Senza dubbio lo studio e la formazione. E’ fondamentale supportare i ragazzi nel percorso scolastico e dare loro gli strumenti necessari per l’orientamento nel mondo del lavoro. La cultura salva sempre le persone, ovunque, e aggiungo che l’educazione alla cultura è la sola  cosa che garantisce il futuro per una vita bella e normale“.

Feminin Pluriel è al fianco di Edela anche nella “battaglia” per una legge che prevenga il fenomeno dei femminicidi, al momento crescente, e che preveda un sostegno maggiore agli orfani

“Assolutamente si e ci batteremo finchè non cambierà qualcosa. Occorre una legge forte di prevenzione al fenomeno e a mio avviso bisogna lavorare su due fronti. Il primo in un intervento restrittivo concreto ai primi segnali di annunciata violenza, è lì che si possono salvare vite umane, ma finchè la normativa non consentirà certe azioni continueranno a morire donne ogni due giorni. E la seconda, che in realtà dovrebbe partire  da lontano, è la prevenzione sugli uomini. Dico che dovrebbe partire da lontano, perché spesso i primi segnali arrivano da bambini: un bambino violento, un bullo  oggi sarà un uomo violento domani. Ma il discorso è più ampio e non bisogna guardare solo nella direzione maschile, ma andare verso un cambio culturale e intervenire su uomini e donne, su bambini e bambine e, soprattutto, sulle famiglie, perché un bambino che ha subito violenza, sarà certamente un adulto violento.
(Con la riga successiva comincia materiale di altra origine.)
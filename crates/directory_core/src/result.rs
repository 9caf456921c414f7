use std::fmt;

use serde::{Deserialize, Serialize};

/// Kind of a submitted item, as shown by the renderer.
#[derive(Debug, Clone, Copy, PartialEq, Eq, Hash, Serialize, Deserialize)]
#[serde(rename_all = "lowercase")]
pub enum ResultType {
    Website,
    Image,
    Video,
}

impl ResultType {
    pub const ALL: [ResultType; 3] = [ResultType::Website, ResultType::Image, ResultType::Video];

    pub fn as_str(self) -> &'static str {
        match self {
            ResultType::Website => "website",
            ResultType::Image => "image",
            ResultType::Video => "video",
        }
    }

    /// Label of the link that leads to the item's target.
    pub fn action_label(self) -> &'static str {
        match self {
            ResultType::Website => "Visit Site",
            ResultType::Image => "View Image",
            ResultType::Video => "View Video",
        }
    }
}

impl fmt::Display for ResultType {
    fn fmt(&self, f: &mut fmt::Formatter<'_>) -> fmt::Result {
        f.write_str(self.as_str())
    }
}

/// One search hit, flattened from whichever historical schema it was stored in.
#[derive(Debug, Clone, PartialEq, Eq, Serialize, Deserialize)]
pub struct NormalizedResult {
    pub title: String,
    pub description: String,
    pub url: String,
    /// Empty when the record has no usable image.
    pub image_url: String,
    pub result_type: ResultType,
    pub is_company: bool,
    pub company_name: String,
    pub site_type: String,
}

impl NormalizedResult {
    pub fn new(title: impl Into<String>, result_type: ResultType) -> Self {
        Self {
            title: title.into(),
            description: String::new(),
            url: String::new(),
            image_url: String::new(),
            result_type,
            is_company: false,
            company_name: String::new(),
            site_type: String::new(),
        }
    }

    pub fn with_description(mut self, description: impl Into<String>) -> Self {
        self.description = description.into();
        self
    }

    pub fn with_url(mut self, url: impl Into<String>) -> Self {
        self.url = url.into();
        self
    }

    pub fn with_image(mut self, image_url: impl Into<String>) -> Self {
        self.image_url = image_url.into();
        self
    }

    pub fn with_company(mut self, name: impl Into<String>, is_company: bool) -> Self {
        self.company_name = name.into();
        self.is_company = is_company;
        self
    }

    pub fn with_site_type(mut self, site_type: impl Into<String>) -> Self {
        self.site_type = site_type.into();
        self
    }
}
Un cambio, quindi, culturale ed educativo su un piano molto più ampio.  E’ un aspetto fondamentale che non dovrebbe essere sottovalutato dalla famiglia e dalla scuola. In presenza di un bambino, di un ragazzo con visibili disagi, protagonisti di comportamenti aggressivi, bisogna intervenire con terapie psicologiche adeguate e risolutive“.

Torna il tradizionale appuntamento milanese di Feminin Pluriel. 

Si, finalmente. C’è bisogno di eventi, di momenti lieti e di confronto. Sarà come sempre un evento leggero, perché abbiamo bisogno di leggerezza, ma attenzione leggerezza non vuol dire superficialità. Fare una cosa bella per una cosa buona. Nella serata del 21 affronteremo come sempre tanti temi, ma quest’anno riflettori puntati sull’ importanza della cultura. Una serata di raccolta fondi con l’obiettivo di portare i ragazzi all’Università e garantire loro un futuro. Parole d’ordine: prevenzione, cultura, formazione“.